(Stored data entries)
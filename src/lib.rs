// src/lib.rs
//
// Zone occupancy engine: decides, frame by frame, which configured zones
// (restaurant tables) are occupied by seated people.

pub mod analysis;
pub mod config;
pub mod detection;
pub mod error;
pub mod geometry;
pub mod pipeline;
pub mod replay;
pub mod types;

pub use config::{load_zones, ZoneFile};
pub use error::{CollaboratorError, ConfigError};
pub use pipeline::{EngineConfig, FrameContext, FrameInput, OccupancyEngine, OccupancyEvent};
pub use types::{Config, Detection, Frame};
// src/detection/filter.rs
//
// Cheap geometric sanity checks applied to raw detections before fusion.
// Detections are dropped when they are:
//   - below the confidence threshold
//   - degenerate (zero area / non-finite)
//   - too small or too large relative to the frame
//   - implausibly shaped for a person
//   - clipped by the frame border
//   - centered inside an exclusion polygon (bar counters, doorways, ...)

use crate::geometry::Polygon;
use crate::types::Detection;
use serde::{Deserialize, Serialize};
use tracing::{debug, warn};

#[derive(Debug, Clone, Serialize, Deserialize)]
#[serde(default)]
pub struct FilterConfig {
    pub conf_thr: f32,
    /// Box area as a fraction of the frame area
    pub min_bbox_frac: f32,
    pub max_bbox_frac: f32,
    /// Height over width
    pub min_aspect_ratio: f32,
    pub max_aspect_ratio: f32,
    /// Boxes within this many pixels of the border are partial people
    pub edge_margin: f32,
}

impl Default for FilterConfig {
    fn default() -> Self {
        Self {
            conf_thr: 0.5,
            min_bbox_frac: 0.001,
            max_bbox_frac: 0.09,
            min_aspect_ratio: 0.35,
            max_aspect_ratio: 3.2,
            edge_margin: 5.0,
        }
    }
}

#[derive(Debug, Clone, Copy, PartialEq, Eq)]
pub enum Rejection {
    LowConfidence,
    Degenerate,
    AreaOutOfRange,
    AspectOutOfRange,
    TouchesBorder,
    InExclusionZone,
}

impl Rejection {
    pub fn as_str(&self) -> &'static str {
        match self {
            Rejection::LowConfidence => "low_confidence",
            Rejection::Degenerate => "degenerate",
            Rejection::AreaOutOfRange => "area_out_of_range",
            Rejection::AspectOutOfRange => "aspect_out_of_range",
            Rejection::TouchesBorder => "touches_border",
            Rejection::InExclusionZone => "in_exclusion_zone",
        }
    }
}

#[derive(Debug, Clone, Default)]
pub struct FilterOutcome {
    pub kept: Vec<Detection>,
    pub rejected: usize,
}

pub struct DetectionFilter {
    config: FilterConfig,
    frame_width: f32,
    frame_height: f32,
    exclusions: Vec<Polygon>,
}

impl DetectionFilter {
    pub fn new(
        config: FilterConfig,
        frame_width: f32,
        frame_height: f32,
        exclusions: Vec<Polygon>,
    ) -> Self {
        Self {
            config,
            frame_width,
            frame_height,
            exclusions,
        }
    }

    pub fn check(&self, det: &Detection) -> Result<(), Rejection> {
        let cfg = &self.config;
        if det.confidence < cfg.conf_thr {
            return Err(Rejection::LowConfidence);
        }
        let b = &det.bbox;
        if b.is_degenerate() {
            return Err(Rejection::Degenerate);
        }

        let frame_area = self.frame_width * self.frame_height;
        if frame_area > 0.0 {
            let frac = b.area() / frame_area;
            if frac < cfg.min_bbox_frac || frac > cfg.max_bbox_frac {
                return Err(Rejection::AreaOutOfRange);
            }
        }

        let aspect = b.aspect_ratio();
        if aspect < cfg.min_aspect_ratio || aspect > cfg.max_aspect_ratio {
            return Err(Rejection::AspectOutOfRange);
        }

        let m = cfg.edge_margin;
        if b.x1 <= m
            || b.y1 <= m
            || b.x2 >= self.frame_width - m
            || b.y2 >= self.frame_height - m
        {
            return Err(Rejection::TouchesBorder);
        }

        let center = b.center();
        if self.exclusions.iter().any(|poly| poly.contains(&center)) {
            return Err(Rejection::InExclusionZone);
        }
        Ok(())
    }

    pub fn apply(&self, detections: &[Detection]) -> FilterOutcome {
        let mut out = FilterOutcome::default();
        for det in detections {
            match self.check(det) {
                Ok(()) => out.kept.push(*det),
                Err(reason) => {
                    debug!(
                        "Filter: rejected box {:?} (conf={:.2}): {}",
                        det.bbox,
                        det.confidence,
                        reason.as_str()
                    );
                    out.rejected += 1;
                }
            }
        }

        if !detections.is_empty() && out.rejected * 2 > detections.len() {
            warn!(
                "Filter rejected {}/{} detections this frame",
                out.rejected,
                detections.len()
            );
        }
        out
    }
}

// ============================================================================
// TESTS
// ============================================================================

#[cfg(test)]
mod tests {
    use super::*;

    fn det(x1: f32, y1: f32, x2: f32, y2: f32, conf: f32) -> Detection {
        Detection::from_coords(x1, y1, x2, y2, conf)
    }

    fn filter() -> DetectionFilter {
        DetectionFilter::new(FilterConfig::default(), 1000.0, 1000.0, Vec::new())
    }

    #[test]
    fn test_plausible_person_is_kept() {
        // 100x200 in a 1000x1000 frame: 2% of the area, aspect 2.0
        assert_eq!(filter().check(&det(400.0, 300.0, 500.0, 500.0, 0.8)), Ok(()));
    }

    #[test]
    fn test_rejection_reasons() {
        let f = filter();
        assert_eq!(
            f.check(&det(400.0, 300.0, 500.0, 500.0, 0.3)),
            Err(Rejection::LowConfidence)
        );
        assert_eq!(
            f.check(&det(400.0, 300.0, 400.0, 500.0, 0.9)),
            Err(Rejection::Degenerate)
        );
        // 400x400 = 16% of the frame
        assert_eq!(
            f.check(&det(100.0, 100.0, 500.0, 500.0, 0.9)),
            Err(Rejection::AreaOutOfRange)
        );
        // 50x200 → aspect 4.0
        assert_eq!(
            f.check(&det(400.0, 300.0, 450.0, 500.0, 0.9)),
            Err(Rejection::AspectOutOfRange)
        );
        assert_eq!(
            f.check(&det(3.0, 300.0, 103.0, 500.0, 0.9)),
            Err(Rejection::TouchesBorder)
        );
        assert_eq!(
            f.check(&det(880.0, 300.0, 996.0, 500.0, 0.9)),
            Err(Rejection::TouchesBorder)
        );
    }

    #[test]
    fn test_exclusion_polygon_rejects_by_center() {
        let bar = Polygon::from_coords(&[(400.0, 350.0), (600.0, 350.0), (600.0, 450.0), (400.0, 450.0)]);
        let f = DetectionFilter::new(FilterConfig::default(), 1000.0, 1000.0, vec![bar]);
        assert_eq!(
            f.check(&det(400.0, 300.0, 500.0, 500.0, 0.8)),
            Err(Rejection::InExclusionZone)
        );
        assert_eq!(f.check(&det(100.0, 300.0, 200.0, 500.0, 0.8)), Ok(()));
    }

    #[test]
    fn test_apply_counts_rejections_and_keeps_order() {
        let dets = vec![
            det(100.0, 300.0, 200.0, 500.0, 0.9),
            det(400.0, 300.0, 500.0, 500.0, 0.1),
            det(600.0, 300.0, 700.0, 450.0, 0.7),
        ];
        let out = filter().apply(&dets);
        assert_eq!(out.kept, vec![dets[0], dets[2]]);
        assert_eq!(out.rejected, 1);
    }
}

ABOUT THIS TASK »
Could you give the number of lines in the entries that contain the string "AspectOutOfRange"? Only the number, please.

RESULT OF THIS EXERCISE »
4